DATA RECORDS |
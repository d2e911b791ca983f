//! Error taxonomy for the harness.
//!
//! Adapter errors are converted into test results by the suite runner and never
//! escape a single check. Orchestration faults break the harness itself and force
//! the run into the failed state. Export and report access errors are boundary
//! errors surfaced to the caller without touching run state.

use serde::Serialize;
use std::fmt;
use std::path::PathBuf;
use thiserror::Error;

/// Stable reason attached to an [`AdapterError`].
#[derive(Debug, Clone, Copy, PartialEq, Eq, Hash, Serialize)]
#[serde(rename_all = "SCREAMING_SNAKE_CASE")]
pub enum AdapterErrorKind {
    Timeout,
    NotFound,
    ConnectionRefused,
    ProtocolError,
}

impl AdapterErrorKind {
    pub fn reason(&self) -> &'static str {
        match self {
            AdapterErrorKind::Timeout => "TIMEOUT",
            AdapterErrorKind::NotFound => "NOT_FOUND",
            AdapterErrorKind::ConnectionRefused => "CONNECTION_REFUSED",
            AdapterErrorKind::ProtocolError => "PROTOCOL_ERROR",
        }
    }
}

impl fmt::Display for AdapterErrorKind {
    fn fmt(&self, f: &mut fmt::Formatter<'_>) -> fmt::Result {
        f.write_str(self.reason())
    }
}

/// Failure reaching the target through an adapter.
#[derive(Debug, Clone, PartialEq, Eq, Error)]
#[error("{kind}: {message}")]
pub struct AdapterError {
    pub kind: AdapterErrorKind,
    pub message: String,
}

impl AdapterError {
    pub fn new(kind: AdapterErrorKind, message: impl Into<String>) -> Self {
        Self {
            kind,
            message: message.into(),
        }
    }

    pub fn timeout(message: impl Into<String>) -> Self {
        Self::new(AdapterErrorKind::Timeout, message)
    }

    pub fn not_found(message: impl Into<String>) -> Self {
        Self::new(AdapterErrorKind::NotFound, message)
    }

    pub fn connection_refused(message: impl Into<String>) -> Self {
        Self::new(AdapterErrorKind::ConnectionRefused, message)
    }

    pub fn protocol(message: impl Into<String>) -> Self {
        Self::new(AdapterErrorKind::ProtocolError, message)
    }
}

pub type AdapterResult<T> = std::result::Result<T, AdapterError>;

/// Failure of the harness itself rather than of the target.
#[derive(Debug, Error)]
pub enum OrchestrationFault {
    #[error("cannot open {adapter} session: {message}")]
    AdapterUnavailable {
        adapter: &'static str,
        message: String,
    },

    #[error("suite '{0}' is not registered")]
    SuiteMissing(String),

    #[error("cannot write run report: {0}")]
    ReportWrite(#[from] ExportError),
}

/// Failure writing a report file.
#[derive(Debug, Error)]
pub enum ExportError {
    #[error("destination {path} is not writable: {source}")]
    Unwritable {
        path: PathBuf,
        #[source]
        source: std::io::Error,
    },

    #[error("failed to encode {format} report: {message}")]
    Encode {
        format: &'static str,
        message: String,
    },

    #[error("no test results to export")]
    NothingToExport,
}

impl ExportError {
    pub(crate) fn unwritable(path: impl Into<PathBuf>, source: std::io::Error) -> Self {
        ExportError::Unwritable {
            path: path.into(),
            source,
        }
    }

    pub(crate) fn encode(format: &'static str, err: impl fmt::Display) -> Self {
        ExportError::Encode {
            format,
            message: err.to_string(),
        }
    }
}

/// Failure reading back a previously exported report.
#[derive(Debug, Error)]
pub enum ReportAccessError {
    #[error("path '{0}' is outside the reports directory")]
    ForbiddenPath(String),

    #[error("report '{0}' does not exist")]
    NotFound(String),

    #[error("failed to read report {path}: {source}")]
    Io {
        path: PathBuf,
        #[source]
        source: std::io::Error,
    },
}

/// Rejections from the run orchestrator's control surface.
#[derive(Debug, Clone, PartialEq, Eq, Error)]
pub enum OrchestratorError {
    #[error("run {run_id} is already in progress")]
    AlreadyRunning { run_id: String },

    #[error("unknown suite id(s): {}", .0.join(", "))]
    UnknownSuite(Vec<String>),

    #[error("no suites selected")]
    NoSuitesSelected,
}

#[cfg(test)]
mod tests {
    use super::*;

    #[test]
    fn test_adapter_error_reason_is_stable() {
        let err = AdapterError::timeout("page load exceeded 10000ms");
        assert_eq!(err.kind.reason(), "TIMEOUT");
        assert_eq!(err.to_string(), "TIMEOUT: page load exceeded 10000ms");
        assert_eq!(
            AdapterError::connection_refused("x").kind.to_string(),
            "CONNECTION_REFUSED"
        );
    }

    #[test]
    fn test_unknown_suite_lists_ids() {
        let err = OrchestratorError::UnknownSuite(vec!["checkout".into(), "cart".into()]);
        assert_eq!(err.to_string(), "unknown suite id(s): checkout, cart");
    }
}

REQUIRED ACTION |
Consider the entries above and return each line with the string "from".

SOLUTION TO THIS PROBLEM |
    ReportWrite(#[from] ExportError),
/// Rejections from the run orchestrator's control surface.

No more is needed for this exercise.